HSF1–DBC1 axis drives prostate cancer progression by activating a metastatic transcriptional program

Heat shock factor 1 (HSF1) is a key stress-protective transcription factor that acts as a guardian of proteostasis. HSF1 also plays multifaceted roles in tumor-associated processes including proliferation and metastasis. HSF1 is frequently overexpressed and activated in a wide range of cancers, including prostate cancer, and hijacked by cancer cells to promote their survival in harsh tumor microenvironments and during metastasis.

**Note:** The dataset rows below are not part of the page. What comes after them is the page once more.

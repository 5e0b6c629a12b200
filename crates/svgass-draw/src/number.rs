//! Number lexing shared by the attribute and path interpreters.

/// Byte cursor over numeric mini-language text.
///
/// Whitespace and commas both separate tokens.
pub(crate) struct Lexer<'a> {
    text: &'a str,
    pos: usize,
}

impl<'a> Lexer<'a> {
    pub(crate) fn new(text: &'a str) -> Self {
        Self { text, pos: 0 }
    }

    pub(crate) fn offset(&self) -> usize {
        self.pos
    }

    fn bytes(&self) -> &'a [u8] {
        self.text.as_bytes()
    }

    pub(crate) fn skip_separators(&mut self) {
        let bytes = self.bytes();
        while self.pos < bytes.len() && (bytes[self.pos].is_ascii_whitespace() || bytes[self.pos] == b',') {
            self.pos += 1;
        }
    }

    /// Next byte after separators, without consuming it.
    pub(crate) fn peek(&mut self) -> Option<u8> {
        self.skip_separators();
        self.bytes().get(self.pos).copied()
    }

    pub(crate) fn bump(&mut self) {
        self.pos += 1;
    }

    /// Whether the next token looks like the start of a number.
    pub(crate) fn at_number(&mut self) -> bool {
        matches!(self.peek(), Some(b'0'..=b'9' | b'+' | b'-' | b'.'))
    }

    /// Read one number. On failure the position is left unchanged.
    pub(crate) fn number(&mut self) -> Option<f64> {
        self.skip_separators();
        let start = self.pos;
        let end = scan_number(self.bytes(), start)?;
        let value = self.text[start..end].parse::<f64>().ok()?;
        self.pos = end;
        Some(value)
    }

    /// Read one arc flag: a single `0` or `1`, which may be glued to the
    /// following token.
    pub(crate) fn flag(&mut self) -> Option<bool> {
        let flag = match self.peek()? {
            b'0' => false,
            b'1' => true,
            _ => return None,
        };
        self.pos += 1;
        Some(flag)
    }
}

/// End of the number starting at `start`, if there is one.
///
/// Grammar: `[+-]? (digits ('.' digits?)? | '.' digits) ([eE] [+-]? digits)?`
fn scan_number(bytes: &[u8], start: usize) -> Option<usize> {
    let digits = |mut at: usize| {
        let from = at;
        while at < bytes.len() && bytes[at].is_ascii_digit() {
            at += 1;
        }
        (at, at - from)
    };

    let mut at = start;
    if matches!(bytes.get(at), Some(b'+' | b'-')) {
        at += 1;
    }
    let (after_int, int_len) = digits(at);
    at = after_int;
    let mut frac_len = 0;
    if bytes.get(at) == Some(&b'.') {
        let (after_frac, len) = digits(at + 1);
        if int_len > 0 || len > 0 {
            at = after_frac;
            frac_len = len;
        }
    }
    if int_len == 0 && frac_len == 0 {
        return None;
    }

    if matches!(bytes.get(at), Some(b'e' | b'E')) {
        let mut exp = at + 1;
        if matches!(bytes.get(exp), Some(b'+' | b'-')) {
            exp += 1;
        }
        let (after_exp, exp_len) = digits(exp);
        if exp_len > 0 {
            at = after_exp;
        }
    }
    Some(at)
}

/// Leading number of `s` after optional whitespace; trailing text such as
/// a unit suffix is ignored.
pub(crate) fn leading_number(s: &str) -> Option<f64> {
    Lexer::new(s.trim_start()).number()
}

/// Every number up to the first non-numeric token.
pub(crate) fn number_list(s: &str) -> Vec<f64> {
    let mut lexer = Lexer::new(s);
    std::iter::from_fn(|| lexer.number()).collect()
}

#[cfg(test)]
mod tests {
    use super::*;

    #[test]
    fn test_number_forms() {
        assert_eq!(number_list("1 -2.5 .5 +3 1e2 2.E-1"), vec![1.0, -2.5, 0.5, 3.0, 100.0, 0.2]);
    }

    #[test]
    fn test_glued_numbers() {
        // "0.5.5" is two numbers, "-1-2" too
        assert_eq!(number_list("0.5.5-1-2"), vec![0.5, 0.5, -1.0, -2.0]);
    }

    #[test]
    fn test_exponent_needs_digits() {
        let mut lexer = Lexer::new("3em");
        assert_eq!(lexer.number(), Some(3.0));
        assert_eq!(lexer.peek(), Some(b'e'));
    }

    #[test]
    fn test_failure_keeps_position() {
        let mut lexer = Lexer::new("  - x");
        assert_eq!(lexer.number(), None);
        assert_eq!(lexer.peek(), Some(b'-'));
    }

    #[test]
    fn test_flags() {
        let mut lexer = Lexer::new("1,0 01");
        assert_eq!(lexer.flag(), Some(true));
        assert_eq!(lexer.flag(), Some(false));
        assert_eq!(lexer.flag(), Some(false));
        assert_eq!(lexer.flag(), Some(true));
        assert_eq!(lexer.flag(), None);
    }

    #[test]
    fn test_leading_number() {
        assert_eq!(leading_number(" 2px"), Some(2.0));
        assert_eq!(leading_number("50%"), Some(50.0));
        assert_eq!(leading_number("auto"), None);
    }
}
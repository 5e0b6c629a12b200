//! svg2ass: convert SVG drawings into ASS vector drawings.
//!
//! ## Usage
//!
//! ```bash
//! # Convert one file to stdout
//! svg2ass logo.svg
//!
//! # Keep each shape's colors, three fractional digits
//! svg2ass -a colors -f 3 logo.svg -o logo.ass
//!
//! # Read stdin, dump recorded shapes and the conversion report
//! cat logo.svg | svg2ass --format json
//! ```

use anyhow::{Context, Result};
use clap::{ArgAction, Parser, ValueEnum};
use serde::Serialize;
use std::fs::File;
use std::io::{self, BufWriter, Read, Write};
use std::path::{Path, PathBuf};
use std::process::ExitCode;
use svgass_ass::AssWriter;
use svgass_common::{init_logging, BatchMode, ConvertConfig, LogConfig, LogFormat, MAX_PRECISION};
use svgass_draw::{convert, ConvertReport, RecordingEmitter, Shape};
use tracing::{debug, info, warn};

#[derive(Debug, Clone, Copy, PartialEq, Eq, ValueEnum)]
enum OutputFormat {
    /// ASS drawing commands
    Ass,
    /// Recorded shapes and conversion report
    Json,
}

#[derive(Parser, Debug)]
#[command(name = "svg2ass", version)]
#[command(about = "Convert SVG drawings into ASS subtitle vector drawings")]
struct Cli {
    /// Input files; none or `-` reads stdin
    files: Vec<PathBuf>,

    /// Shape batching: layout (0) keeps positions, colors (1) keeps paints
    #[arg(short = 'a', long = "batch", value_name = "MODE")]
    batch: Option<BatchMode>,

    /// Fractional digits in emitted numbers (0-5)
    #[arg(short = 'f', long, value_parser = clap::value_parser!(u8).range(0..=MAX_PRECISION as i64))]
    precision: Option<u8>,

    /// Output file (default: stdout)
    #[arg(short, long)]
    output: Option<PathBuf>,

    /// Uniform output coordinate scale
    #[arg(long)]
    scale: Option<f64>,

    /// Degenerate-geometry threshold in local units
    #[arg(long)]
    epsilon: Option<f64>,

    /// Arc length per flattened arc segment
    #[arg(long)]
    arc_step: Option<f64>,

    /// JSON configuration file; flags override its values
    #[arg(long, value_name = "FILE")]
    config: Option<PathBuf>,

    /// Output format
    #[arg(long, value_enum, default_value_t = OutputFormat::Ass)]
    format: OutputFormat,

    /// More log output (repeatable)
    #[arg(short, long, action = ArgAction::Count)]
    verbose: u8,

    /// Log output format: pretty, compact or json
    #[arg(long, default_value = "pretty")]
    log_format: LogFormat,
}

impl Cli {
    /// Configuration file (or defaults) with command-line overrides applied.
    fn convert_config(&self) -> Result<ConvertConfig> {
        let mut config = match &self.config {
            Some(path) => ConvertConfig::from_json_file(path)
                .with_context(|| format!("Failed to load configuration '{}'", path.display()))?,
            None => ConvertConfig::default(),
        };

        if let Some(batch) = self.batch {
            config.batch_mode = batch;
        }
        if let Some(precision) = self.precision {
            config.precision = precision;
        }
        if let Some(scale) = self.scale {
            config.scale = scale;
        }
        if let Some(epsilon) = self.epsilon {
            config.epsilon = epsilon;
        }
        if let Some(arc_step) = self.arc_step {
            config.arc_step = arc_step;
        }
        config.validate().context("Invalid options")?;
        Ok(config)
    }

    /// Input names, with stdin standing in for an empty list.
    fn inputs(&self) -> Vec<PathBuf> {
        if self.files.is_empty() {
            vec![PathBuf::from("-")]
        } else {
            self.files.clone()
        }
    }
}

/// One converted document in `--format json` output.
#[derive(Debug, Serialize)]
struct DocumentOutput {
    file: String,
    report: ConvertReport,
    shapes: Vec<Shape>,
}

fn is_stdin(path: &Path) -> bool {
    path.as_os_str() == "-"
}

fn display_name(path: &Path) -> String {
    if is_stdin(path) {
        "<stdin>".to_string()
    } else {
        path.display().to_string()
    }
}

fn read_input(path: &Path) -> Result<String> {
    let mut bytes = Vec::new();
    if is_stdin(path) {
        io::stdin().lock().read_to_end(&mut bytes)?;
    } else {
        File::open(path)?.read_to_end(&mut bytes)?;
    }
    Ok(match String::from_utf8(bytes) {
        Ok(text) => text,
        Err(err) => {
            warn!(file = %path.display(), "input is not valid UTF-8, replacing bad sequences");
            String::from_utf8_lossy(err.as_bytes()).into_owned()
        }
    })
}

fn open_output(path: Option<&Path>) -> Result<Box<dyn Write>> {
    Ok(match path {
        Some(path) => Box::new(BufWriter::new(
            File::create(path).with_context(|| format!("Failed to create '{}'", path.display()))?,
        )),
        None => Box::new(BufWriter::new(io::stdout().lock())),
    })
}

fn log_report(name: &str, report: &ConvertReport) {
    info!(
        file = name,
        shapes = report.shapes,
        primitives = report.primitives,
        "converted"
    );
    let problems = report.path_errors + report.structural_warnings + report.scan_anomalies;
    if problems > 0 {
        warn!(
            file = name,
            path_errors = report.path_errors,
            structural_warnings = report.structural_warnings,
            scan_anomalies = report.scan_anomalies,
            "document had recoverable problems"
        );
    }
}

fn run(cli: &Cli) -> Result<()> {
    let config = cli.convert_config()?;
    debug!(?config, "configuration");
    let out = open_output(cli.output.as_deref())?;

    match cli.format {
        OutputFormat::Ass => {
            let mut writer = AssWriter::from_config(out, &config);
            for path in cli.inputs() {
                let name = display_name(&path);
                let report = read_input(&path)
                    .and_then(|text| Ok(convert(&text, &config, &mut writer)?))
                    .with_context(|| format!("Error processing file '{}'", name))?;
                log_report(&name, &report);
            }
            writer.into_inner().flush()?;
        }
        OutputFormat::Json => {
            let mut documents = Vec::new();
            for path in cli.inputs() {
                let name = display_name(&path);
                let mut recorder = RecordingEmitter::new();
                let report = read_input(&path)
                    .and_then(|text| Ok(convert(&text, &config, &mut recorder)?))
                    .with_context(|| format!("Error processing file '{}'", name))?;
                log_report(&name, &report);
                documents.push(DocumentOutput {
                    file: name,
                    report,
                    shapes: recorder.shapes,
                });
            }
            let mut out = out;
            serde_json::to_writer_pretty(&mut out, &documents)?;
            writeln!(out)?;
            out.flush()?;
        }
    }
    Ok(())
}

fn main() -> ExitCode {
    let cli = Cli::parse();

    let log_config = LogConfig::from_verbosity(cli.verbose).with_format(cli.log_format);
    if let Err(err) = init_logging(&log_config) {
        eprintln!("Warning: failed to initialize logging: {}", err);
    }

    match run(&cli) {
        Ok(()) => ExitCode::SUCCESS,
        Err(err) => {
            eprintln!("Error: {:?}", err);
            ExitCode::FAILURE
        }
    }
}

#[cfg(test)]
mod tests {
    use super::*;
    use clap::CommandFactory;
    use std::fs;
    use tempfile::TempDir;

    fn parse(args: &[&str]) -> Cli {
        Cli::try_parse_from(std::iter::once("svg2ass").chain(args.iter().copied())).unwrap()
    }

    #[test]
    fn test_cli_definition() {
        Cli::command().debug_assert();
    }

    #[test]
    fn test_batch_aliases() {
        assert_eq!(parse(&["-a", "1"]).batch, Some(BatchMode::Colors));
        assert_eq!(parse(&["--batch", "layout"]).batch, Some(BatchMode::Layout));
        assert!(Cli::try_parse_from(["svg2ass", "-a", "2"]).is_err());
    }

    #[test]
    fn test_precision_range() {
        assert_eq!(parse(&["-f", "5"]).precision, Some(5));
        assert!(Cli::try_parse_from(["svg2ass", "-f", "6"]).is_err());
    }

    #[test]
    fn test_flags_override_config_file() {
        let dir = TempDir::new().unwrap();
        let config_path = dir.path().join("svg2ass.json");
        fs::write(&config_path, r#"{ "precision": 3, "scale": 2.0, "batch_mode": "colors" }"#).unwrap();

        let cli = parse(&["--config", config_path.to_str().unwrap(), "--scale", "4", "-a", "0"]);
        let config = cli.convert_config().unwrap();
        assert_eq!(config.precision, 3);
        assert_eq!(config.scale, 4.0);
        assert_eq!(config.batch_mode, BatchMode::Layout);
        assert_eq!(config.epsilon, ConvertConfig::default().epsilon);
    }

    #[test]
    fn test_invalid_override_is_rejected() {
        let cli = parse(&["--scale", "0"]);
        assert!(cli.convert_config().is_err());
    }

    #[test]
    fn test_converts_files_in_order() {
        let dir = TempDir::new().unwrap();
        let first = dir.path().join("a.svg");
        let second = dir.path().join("b.svg");
        let output = dir.path().join("out.ass");
        fs::write(&first, r#"<svg><line x2="1"/></svg>"#).unwrap();
        fs::write(&second, r#"<svg><line x2="2"/></svg>"#).unwrap();

        let cli = parse(&[
            first.to_str().unwrap(),
            second.to_str().unwrap(),
            "-o",
            output.to_str().unwrap(),
        ]);
        run(&cli).unwrap();

        let text = fs::read_to_string(&output).unwrap();
        let lines: Vec<&str> = text.lines().collect();
        assert_eq!(lines.len(), 2);
        assert!(lines[0].ends_with(r"m 0 0 l 1 0{\p0}"));
        assert!(lines[1].ends_with(r"m 0 0 l 2 0{\p0}"));
    }

    #[test]
    fn test_json_output() {
        let dir = TempDir::new().unwrap();
        let input = dir.path().join("in.svg");
        let output = dir.path().join("out.json");
        fs::write(&input, r#"<svg><rect width="2" height="2"/><path d="M0 0 L1 1 %"/></svg>"#).unwrap();

        let cli = parse(&[input.to_str().unwrap(), "--format", "json", "-o", output.to_str().unwrap()]);
        run(&cli).unwrap();

        let json: serde_json::Value = serde_json::from_str(&fs::read_to_string(&output).unwrap()).unwrap();
        let doc = &json[0];
        assert_eq!(doc["report"]["shapes"], 2);
        assert_eq!(doc["report"]["path_errors"], 1);
        assert_eq!(doc["shapes"][0]["primitives"][0]["op"], "move_to");
        assert_eq!(doc["shapes"].as_array().unwrap().len(), 2);
    }

    #[test]
    fn test_missing_input_names_the_file() {
        let dir = TempDir::new().unwrap();
        let missing = dir.path().join("missing.svg");
        let output = dir.path().join("out.ass");
        let cli = parse(&[missing.to_str().unwrap(), "-o", output.to_str().unwrap()]);

        let err = run(&cli).unwrap_err();
        assert!(err.to_string().starts_with("Error processing file"));
        assert!(err.to_string().contains("missing.svg"));
    }
}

However, mechanisms underlying the persistent activation of HSF1 and its coregulators in malignancies are largely unknown. Here we show that HSF1 is highly activated and required for metastatic spread and growth of metastatic castration-resistant prostate cancer (mCRPC) cells. The HSF1-driven transcriptional program and its genome occupancy in mCRPC cells were distinct from those of castration-resistant prostate cancer cells and massively reprogrammed during the metastatic progression of castration-resistant prostate cancer cells. In addition, we report DBC1 as a key coregulator of HSF1. DBC1 positively regulated HSF1-mediated transcription and genome-wide chromatin binding of HSF1. Moreover, DBC1 was required for super-enhancer formation and activation of super-enhancer-associated HSF1 target genes, including MMP11, involved in metastasis. Mechanistically, DBC1 activated and stabilized HSF1 by enhancing trimerization and DYRK2-mediated phosphorylation of HSF1 and inhibiting CHIP-mediated HSF1 ubiquitination, thereby increasing the transcriptional activity and genome-wide binding of HSF1. Importantly, DBC1 loss suppresses the metastatic growth of mCRPC cells, and HSF1–DBC1 double-high expression correlated with worse outcomes in patients with mCRPC. Our results highlight the critical role of HSF1 as a metastasis-promoting transcription factor and a novel regulatory mechanism of HSF1 activity and stability by DBC1. Thus, targeting the HSF1–DBC1 axis could be a promising therapeutic strategy for metastatic cancers.